05 - Alternately add flour mixture and milk to the butter mixture, starting and ending with flour, mixing gently until just combined.
06 - Divide batter evenly among pans and bake for 25 to 30 minutes, or until a toothpick inserted in the center comes out clean.
07 - Allow cakes to cool in pans for 10 minutes, then transfer to wire racks to cool completely.
08 - In a small saucepan, combine coconut milk and sugar. Heat until simmering, stirring to dissolve sugar. Remove from heat and mix in shredded coconut. Cool to room temperature until thick but spreadable.
09 - Whisk egg whites, sugar, water, and cream of tartar in a heatproof bowl set over simmering water. Beat with a hand mixer on high until stiff, glossy peaks form, about 7 minutes. Remove from heat, add vanilla, and beat for 2 more minutes.
10 - Place one cake layer on a serving plate and spread half the coconut filling over it. Add the second layer and spread remaining filling.

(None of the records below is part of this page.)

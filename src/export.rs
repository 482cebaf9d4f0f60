//! Writing datasets out for charting and further analysis
//!
//! Tables are written whole, in one of three formats chosen explicitly or
//! from the file extension.

use std::fs::File;
use std::io::{BufWriter, Write};
use std::path::{Path, PathBuf};
use std::time::Instant;

use arrow::json::LineDelimitedWriter;
use parquet::arrow::ArrowWriter;

use crate::dataset::Dataset;
use crate::error::util::validate_directory;
use crate::error::{AnalysisError, Result};
use crate::loader::write_csv;
use crate::utils::logging::{Transfer, log_transfer_complete, log_transfer_start};

/// Output file format
#[derive(Debug, Clone, Copy, PartialEq, Eq)]
pub enum ExportFormat {
    Csv,
    /// One JSON object per row
    JsonLines,
    Parquet,
}

impl ExportFormat {
    /// File extension written by this format
    #[must_use]
    pub const fn extension(self) -> &'static str {
        match self {
            Self::Csv => "csv",
            Self::JsonLines => "jsonl",
            Self::Parquet => "parquet",
        }
    }

    /// Pick a format from a path's extension
    pub fn from_path(path: &Path) -> Result<Self> {
        let ext = path
            .extension()
            .and_then(|e| e.to_str())
            .map(str::to_ascii_lowercase);

        match ext.as_deref() {
            Some("csv") => Ok(Self::Csv),
            Some("json" | "jsonl" | "ndjson") => Ok(Self::JsonLines),
            Some("parquet") => Ok(Self::Parquet),
            _ => Err(AnalysisError::format(format!(
                "Cannot infer export format from {}",
                path.display()
            ))),
        }
    }

    /// Parse a format name such as `csv`, `jsonl` or `parquet`
    pub fn from_name(name: &str) -> Result<Self> {
        Self::from_path(Path::new(&format!("out.{name}")))
    }
}

/// Write a dataset to `path` in the given format
///
/// The parent directory must already exist.
pub fn export_dataset(dataset: &Dataset, path: &Path, format: ExportFormat) -> Result<()> {
    let start = Instant::now();
    log_transfer_start(Transfer::Write, "dataset to", path);

    if let Some(parent) = path.parent().filter(|p| !p.as_os_str().is_empty()) {
        validate_directory(parent, "exporting a dataset")?;
    }

    let file = File::create(path)?;
    match format {
        ExportFormat::Csv => {
            let mut writer = BufWriter::new(file);
            write_csv(dataset, &mut writer, b',')?;
            writer.flush()?;
        }
        ExportFormat::JsonLines => {
            let mut writer = LineDelimitedWriter::new(BufWriter::new(file));
            writer.write(dataset.batch())?;
            writer.finish()?;
        }
        ExportFormat::Parquet => {
            let mut writer = ArrowWriter::try_new(file, dataset.schema(), None)?;
            writer.write(dataset.batch())?;
            writer.close()?;
        }
    }

    log_transfer_complete(Transfer::Write, path, dataset.num_rows(), start.elapsed());
    Ok(())
}

/// Write named tables into `dir` as `<name>.<ext>`
///
/// Returns the written paths in input order.
pub fn export_tables(
    tables: &[(&str, &Dataset)],
    dir: &Path,
    format: ExportFormat,
) -> Result<Vec<PathBuf>> {
    validate_directory(dir, "exporting tables")?;

    tables
        .iter()
        .map(|(name, dataset)| {
            let path = dir.join(format!("{name}.{}", format.extension()));
            export_dataset(dataset, &path, format)?;
            Ok(path)
        })
        .collect()
}
//! Error handling for the analysis pipeline.

pub mod util;

use std::io;

use arrow::error::ArrowError;
use parquet::errors::ParquetError;

/// Errors raised by the pipeline stages
#[derive(Debug, thiserror::Error)]
pub enum AnalysisError {
    /// Malformed input, e.g. a missing or broken header row
    #[error("Format error: {0}")]
    Format(String),

    /// An expected field is absent or holds values outside its domain
    #[error("Schema error: {0}")]
    Schema(String),

    /// A referenced field is absent or has the wrong type for the operation
    #[error("Field error: {0}")]
    Field(String),

    /// Error opening, reading or writing a file
    #[error("IO error: {0}")]
    Io(#[from] io::Error),

    /// Error from an Arrow kernel or reader
    #[error("Arrow error: {0}")]
    Arrow(#[from] ArrowError),

    /// Error writing Parquet output
    #[error("Parquet error: {0}")]
    Parquet(#[from] ParquetError),

    /// Error serializing a report
    #[error("JSON error: {0}")]
    Json(#[from] serde_json::Error),

    /// Error converting record batches into typed records
    #[error("Record conversion error: {0}")]
    SerdeArrow(#[from] serde_arrow::Error),
}

impl AnalysisError {
    /// Create a format error
    pub fn format(message: impl Into<String>) -> Self {
        Self::Format(message.into())
    }

    /// Create a schema error
    pub fn schema(message: impl Into<String>) -> Self {
        Self::Schema(message.into())
    }

    /// Create a field error
    pub fn field(message: impl Into<String>) -> Self {
        Self::Field(message.into())
    }

    /// Create the field error used whenever a column lookup fails
    #[must_use]
    pub fn field_not_found(name: &str) -> Self {
        Self::Field(format!("Field '{name}' not found"))
    }
}

/// Result type for analysis operations
pub type Result<T> = std::result::Result<T, AnalysisError>;
//! Utility functions for error handling
//!
//! File-system helpers that attach the path and purpose to IO failures.

use std::fs;
use std::io;
use std::path::Path;

use crate::error::{AnalysisError, Result};

fn io_error(kind: io::ErrorKind, message: String) -> AnalysisError {
    AnalysisError::Io(io::Error::new(kind, message))
}

/// Safely open a file with rich error information
///
/// # Arguments
/// * `path` - The path to the file to open
/// * `purpose` - Why the file is being opened (for error context)
pub fn safe_open_file(path: &Path, purpose: &str) -> Result<fs::File> {
    if !path.exists() {
        return Err(io_error(
            io::ErrorKind::NotFound,
            format!("File not found: {} (needed for: {purpose})", path.display()),
        ));
    }

    if !path.is_file() {
        return Err(io_error(
            io::ErrorKind::InvalidInput,
            format!("Path is not a file: {} (expected a file for: {purpose})", path.display()),
        ));
    }

    fs::File::open(path).map_err(|e| {
        let context = match e.kind() {
            io::ErrorKind::PermissionDenied => "Permission denied - check file permissions",
            _ => "Failed to open file",
        };
        io_error(e.kind(), format!("{context}: {} ({e})", path.display()))
    })
}

/// Check that a directory exists, with rich error information
pub fn validate_directory(path: &Path, purpose: &str) -> Result<()> {
    if !path.exists() {
        return Err(io_error(
            io::ErrorKind::NotFound,
            format!("Directory not found: {} (needed for: {purpose})", path.display()),
        ));
    }

    if !path.is_dir() {
        return Err(io_error(
            io::ErrorKind::InvalidInput,
            format!(
                "Path is not a directory: {} (expected a directory for: {purpose})",
                path.display()
            ),
        ));
    }

    Ok(())
}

Top with the third layer.
11 - Frost the entire cake with the seven-minute frosting, then press shredded coconut along the sides and top for decoration.
12 - Allow cake to set for at least 30 minutes before slicing and serving.

# Expert Advice:

01 -
  • The three tender cake layers stay impossibly moist, and that coconut filling between them is what everyone asks about.
  • Seven-minute frosting is pure theater—pillowy, sweet, and easier than buttercream once you understand the rhythm.
  • It's elegant enough for your best tablecloth but approachable enough to bake on a random Tuesday afternoon.
02 -
  • Seven-minute frosting is delicate and best served the same day—it doesn't refrigerate well and can weep if exposed to humidity or temperature changes.
  • Separating eggs the day before and letting them come to room temperature is the one trick that changed everything about how smoothly this bakes.
  • If your frosting looks grainy while beating, keep going—once it hits that glossy peak stage, it'll suddenly come together.
03 -
  • Keep your mixer bowl and beaters scrupulously clean before whipping egg whites—even a tiny bit of yolk or grease will prevent them from whipping to full peaks.
  • The most common mistake is opening the oven door too early; these layers are delicate and sudden temperature changes can cause them to fall, so wait until at least twenty-five minutes before checking.